B. Samsung is thus left to argue that, as a matter of law, the whole phone cannot be the article of manufacturer, and no reasonable juror could so find under the test at issue. This is not an unreasonable argument, but it's a difficult one, because:
i. The post-trial jury statements about what happened in the room are inadmissible,
ii. Apple submitted some evidence under the jury instruction that the whole phone can be the article of manufacturer, and all inferences are determined in their favor, and
iii. There are explanations for an amount less than $1 billion that are consistent with the evidence (e.g. the jury assessed additional expenses). This is similar to the first trial, when Apple asked for more money on top of the jury verdict because Apple said it definitively showed more profits and the jury gave only 40% of what it asked for. The District Court said then - we just don't ask how the jury calculated if there was some evidence. I can easily seeing the court doing the same thing here.

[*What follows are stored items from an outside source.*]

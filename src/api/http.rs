//! Minimal HTTP/1.1 request parsing and response writing.
//!
//! One request per connection; every response closes the connection.

use anyhow::{anyhow, Result};
use std::collections::HashMap;
use std::io::{Read, Write};
use std::time::Duration;

const MAX_HEAD_BYTES: usize = 8192;
const HEAD_READ_TIMEOUT: Duration = Duration::from_secs(5);

#[derive(Debug)]
pub(crate) struct HttpRequest {
    pub(crate) method: String,
    pub(crate) path: String,
    pub(crate) query: HashMap<String, String>,
    pub(crate) headers: HashMap<String, String>,
    /// Body bytes that arrived together with the head.
    pub(crate) body_prefix: Vec<u8>,
}

impl HttpRequest {
    pub(crate) fn content_length(&self) -> Option<usize> {
        self.headers
            .get("content-length")
            .and_then(|v| v.parse().ok())
    }

    pub(crate) fn query_param(&self, key: &str) -> Option<&str> {
        self.query.get(key).map(String::as_str)
    }
}

pub(crate) fn head_read_timeout() -> Option<Duration> {
    Some(HEAD_READ_TIMEOUT)
}

pub(crate) fn read_request<R: Read>(stream: &mut R) -> Result<HttpRequest> {
    let mut buf = [0u8; 1024];
    let mut data = Vec::new();
    let head_end = loop {
        if let Some(pos) = data.windows(4).position(|w| w == b"\r\n\r\n") {
            break pos;
        }
        if data.len() > MAX_HEAD_BYTES {
            return Err(anyhow!("request head too large"));
        }
        let n = stream.read(&mut buf)?;
        if n == 0 {
            return Err(anyhow!("connection closed before request head"));
        }
        data.extend_from_slice(&buf[..n]);
    };

    let body_prefix = data[head_end + 4..].to_vec();
    let text = String::from_utf8_lossy(&data[..head_end]);
    let mut lines = text.split("\r\n");
    let request_line = lines.next().ok_or_else(|| anyhow!("empty request"))?;
    let mut parts = request_line.split_whitespace();
    let method = parts.next().ok_or_else(|| anyhow!("missing method"))?;
    let raw_path = parts.next().ok_or_else(|| anyhow!("missing path"))?;
    let mut headers = HashMap::new();
    for line in lines {
        if let Some((k, v)) = line.split_once(':') {
            headers.insert(k.trim().to_lowercase(), v.trim().to_string());
        }
    }

    let (path, query) = match raw_path.split_once('?') {
        Some((path, query)) => (path, parse_query(query)),
        None => (raw_path, HashMap::new()),
    };
    Ok(HttpRequest {
        method: method.to_string(),
        path: decode_path(path),
        query,
        headers,
        body_prefix,
    })
}

/// Read the rest of the body announced by `Content-Length`.
pub(crate) fn read_body<R: Read>(stream: &mut R, request: &HttpRequest, limit: usize) -> Result<Vec<u8>> {
    let length = request
        .content_length()
        .ok_or_else(|| anyhow!("missing content-length"))?;
    if length > limit {
        return Err(anyhow!("body of {} bytes exceeds limit of {}", length, limit));
    }
    let mut body = request.body_prefix.clone();
    body.truncate(length);
    let mut remaining = length - body.len();
    let mut buf = vec![0u8; 64 * 1024];
    while remaining > 0 {
        let want = remaining.min(buf.len());
        let n = stream.read(&mut buf[..want])?;
        if n == 0 {
            return Err(anyhow!("connection closed with {} body bytes missing", remaining));
        }
        body.extend_from_slice(&buf[..n]);
        remaining -= n;
    }
    Ok(body)
}

/// Read and drop what is left of a declared body, at most `cap` bytes. Stops
/// early at EOF or on a read error. Returns the number of bytes dropped.
pub(crate) fn discard_body<R: Read>(stream: &mut R, request: &HttpRequest, cap: usize) -> usize {
    let declared = request.content_length().unwrap_or(0);
    let mut remaining = declared.saturating_sub(request.body_prefix.len()).min(cap);
    let mut discarded = 0;
    let mut buf = [0u8; 8192];
    while remaining > 0 {
        let want = remaining.min(buf.len());
        match stream.read(&mut buf[..want]) {
            Ok(0) | Err(_) => break,
            Ok(n) => {
                remaining -= n;
                discarded += n;
            }
        }
    }
    discarded
}

fn parse_query(query: &str) -> HashMap<String, String> {
    query
        .split('&')
        .filter(|pair| !pair.is_empty())
        .map(|pair| match pair.split_once('=') {
            Some((k, v)) => (decode_query_component(k), decode_query_component(v)),
            None => (decode_query_component(pair), String::new()),
        })
        .collect()
}

/// Percent-decode a path; `+` is a literal plus here.
fn decode_path(raw: &str) -> String {
    String::from_utf8_lossy(&urlencoding::decode_binary(raw.as_bytes())).into_owned()
}

/// Form-style query decoding: `+` is a space.
fn decode_query_component(raw: &str) -> String {
    decode_path(&raw.replace('+', " "))
}

pub(crate) fn status_line(status: u16) -> &'static str {
    match status {
        200 => "HTTP/1.1 200 OK",
        201 => "HTTP/1.1 201 Created",
        400 => "HTTP/1.1 400 Bad Request",
        404 => "HTTP/1.1 404 Not Found",
        405 => "HTTP/1.1 405 Method Not Allowed",
        409 => "HTTP/1.1 409 Conflict",
        411 => "HTTP/1.1 411 Length Required",
        413 => "HTTP/1.1 413 Payload Too Large",
        503 => "HTTP/1.1 503 Service Unavailable",
        _ => "HTTP/1.1 500 Internal Server Error",
    }
}

pub(crate) fn write_json_response<W: Write>(stream: &mut W, status: u16, body: &str) -> Result<()> {
    write_response(stream, status, "application/json", body.as_bytes())
}

pub(crate) fn write_response<W: Write>(
    stream: &mut W,
    status: u16,
    content_type: &str,
    body: &[u8],
) -> Result<()> {
    let header = format!(
        "{status_line}\r\nContent-Type: {content_type}\r\nContent-Length: {len}\r\nCache-Control: no-store\r\nConnection: close\r\n\r\n",
        status_line = status_line(status),
        content_type = content_type,
        len = body.len()
    );
    stream.write_all(header.as_bytes())?;
    stream.write_all(body)?;
    stream.flush()?;
    Ok(())
}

2. The jury verdict is not a huge precedent, or a precedent at all. A different jury could have gone a different way on these same facts. Different cases will have different facts. This wasn't even the first design patent damages jury verdict since the Supreme Court ruled. Don't remember any other? See Microsoft v. Corel ($272K awarded, remitted to $74K because there really was insufficient evidence, apparently).* Sarah Burstein has a good post on that case. That's my point - jury verdicts are highly fact intensive. To the extent there are precedents here, they are:
A. The use of this particular jury instruction. To the extent the jury said they were confused, litigants and courts might be wary of it in the future.
B. Whether the District Court and/or Federal Circuit rule that, as a matter of law, a phone infringing these patents can never be the article of manufacture. In Microsoft, the Court went the other way (sort of) and said that the whole software could be the article of manufacture.
If the answer winds up being B - the whole phone can never be the article of manufacture, one wonders (well, I wonder) why this ever went to the jury with the instruction it did. Perhaps the District Court was hoping the jury would get it right and avoid the need for an appeal on this issue. But this is a murky space, where precedent would be helpful if the courts think it warranted. As such, in my view, it may be that the court simply believed that there could be evidence under the jury instruction that would lead to the whole phone being an article of manufacture. And, if that's true, we're back to where we started--Samsung having difficulty on appeal.
The parties are apparently mediating now; perhaps we'll never get an answer to these questions. Or perhaps a final settlement will reveal Samsung's view of what the answer was likely to be.
*Side note: it's pretty sad that the total profits of Corel Home Office products for two years was $74K. I weep for this once mighty franchise and it's view codes functionality.